Krupnick cited a study (Brandt et al., 2014) that suggested approximately three and a half million wells have been drilled in the United States to date and that about 800,000 of them were still active. RFF examined drilling information in 13 individual states and found different classification methods for inactive wells. RFF found about 635,000 inactive wells in those states (Table 3.1). About 557,000 were inactive and plugged and abandoned; therefore, they were essentially decommissioned. The remaining 74,000 inactive wells were not decommissioned. The same 13 states had more than 544,000 active wells.

RFF also examined the cost of plugging these wells, and in particular the orphan wells. Krupnick noted that the costs of plugging and abandoning these orphan wells were greater than the average bonding amount that was levied (Figure 3.2), leaving many states with financial and environmental liabilities. An exception was Oklahoma where the costs of plugging and restoring orphaned wells were less than the financial bonding requirements. In Pennsylvania, however, about 98 percent of orphan well decommissioning projects exceed the average bond amount. He noted that the data are poor on this topic and it is difficult to get good data to understand the problem.

Further examination of data from Kansas helped to clarify why costs varied across decommissioned wells. Well depth was one important factor: with increased depth, decommissioning costs increased. Well age also appeared to matter: the older the well, the more expensive it was to plug, he said.

Towards the end of his presentation, Krupnick focused on regulation and noted RFF’s

past work in their “state of the states” report.² He said that their efforts examined the stringency of the regulations and compared regulations across different states. They found that although the number of elements regulated by each state was similar, the stringency with which states apply the regulations was variable. To illustrate some of the recommendations that came out of this previous RFF study, he showed a map (Figure 3.3) of the duration in time (months) of temporary abandonment of wells. The duration of abandonment varied from 6 months in Texas to 300 months in California. Krupnick also noted variation from state to state on the stringency of environmental restoration requirements.

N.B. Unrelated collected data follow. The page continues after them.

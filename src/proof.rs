use crate::{Error, Result};

/// Members holding the signature itself, which are never part of what a proof signs.
const SIGNATURE_MEMBER_V: [&str; 3] = ["jws", "signatureValue", "proofValue"];

/// A linked-data proof node, e.g.
///
/// ```json
/// {
///   "type": "Ed25519Signature2018",
///   "created": "2010-01-01T19:23:24Z",
///   "verificationMethod": "https://example.edu/issuers/565049#key-1",
///   "proofPurpose": "assertionMethod",
///   "jws": "eyJhbGciOiJFZERTQSIsImI2NCI6ZmFsc2UsImNyaXQiOlsiYjY0Il19..<signature>"
/// }
/// ```
///
/// Kept as an open JSON object since proofs may carry arbitrary extra members (e.g. "challenge").
#[derive(
    Clone,
    Debug,
    Default,
    derive_more::Deref,
    Eq,
    derive_more::From,
    derive_more::Into,
    PartialEq,
    serde::Deserialize,
    serde::Serialize,
)]
#[serde(transparent)]
pub struct Proof(serde_json::Map<String, serde_json::Value>);

impl Proof {
    pub fn new() -> Self {
        Self::default()
    }
    pub fn from_value(value: serde_json::Value) -> Result<Self> {
        match value {
            serde_json::Value::Object(proof_m) => Ok(Self(proof_m)),
            _ => Err(Error::Malformed("proof must be a JSON object".into())),
        }
    }
    pub fn into_value(self) -> serde_json::Value {
        serde_json::Value::Object(self.0)
    }
    fn str_member_o(&self, name: &str) -> Option<&str> {
        self.0.get(name).and_then(serde_json::Value::as_str)
    }
    pub fn proof_type_o(&self) -> Option<&str> {
        self.str_member_o("type")
    }
    pub fn created_o(&self) -> Option<&str> {
        self.str_member_o("created")
    }
    pub fn verification_method_o(&self) -> Option<&str> {
        self.str_member_o("verificationMethod")
    }
    pub fn proof_purpose_o(&self) -> Option<&str> {
        self.str_member_o("proofPurpose")
    }
    /// The compact detached JWS.  None if absent or not a string.
    pub fn jws_o(&self) -> Option<&str> {
        self.str_member_o("jws")
    }
    pub fn set(&mut self, name: impl Into<String>, value: impl Into<serde_json::Value>) {
        self.0.insert(name.into(), value.into());
    }
    pub fn remove(&mut self, name: &str) -> Option<serde_json::Value> {
        self.0.remove(name)
    }
    /// A copy of this proof with its signature members removed.
    pub fn without_signature(&self) -> Self {
        let mut proof = self.clone();
        for member in SIGNATURE_MEMBER_V {
            proof.0.remove(member);
        }
        proof
    }
}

Krupnick concluded by highlighting some of the RFF report’s main policy recommendations related to inactive wells:

• Revising the financial bonding requirements as they seem too low;
• Adjusting bonds to take account of well depth and other factors that affect cost;
• Protecting states against expensive projects;
• Tightening well transfer conditions and requirements for maintaining temporary abandonment status; and
• Improving data collection and reporting.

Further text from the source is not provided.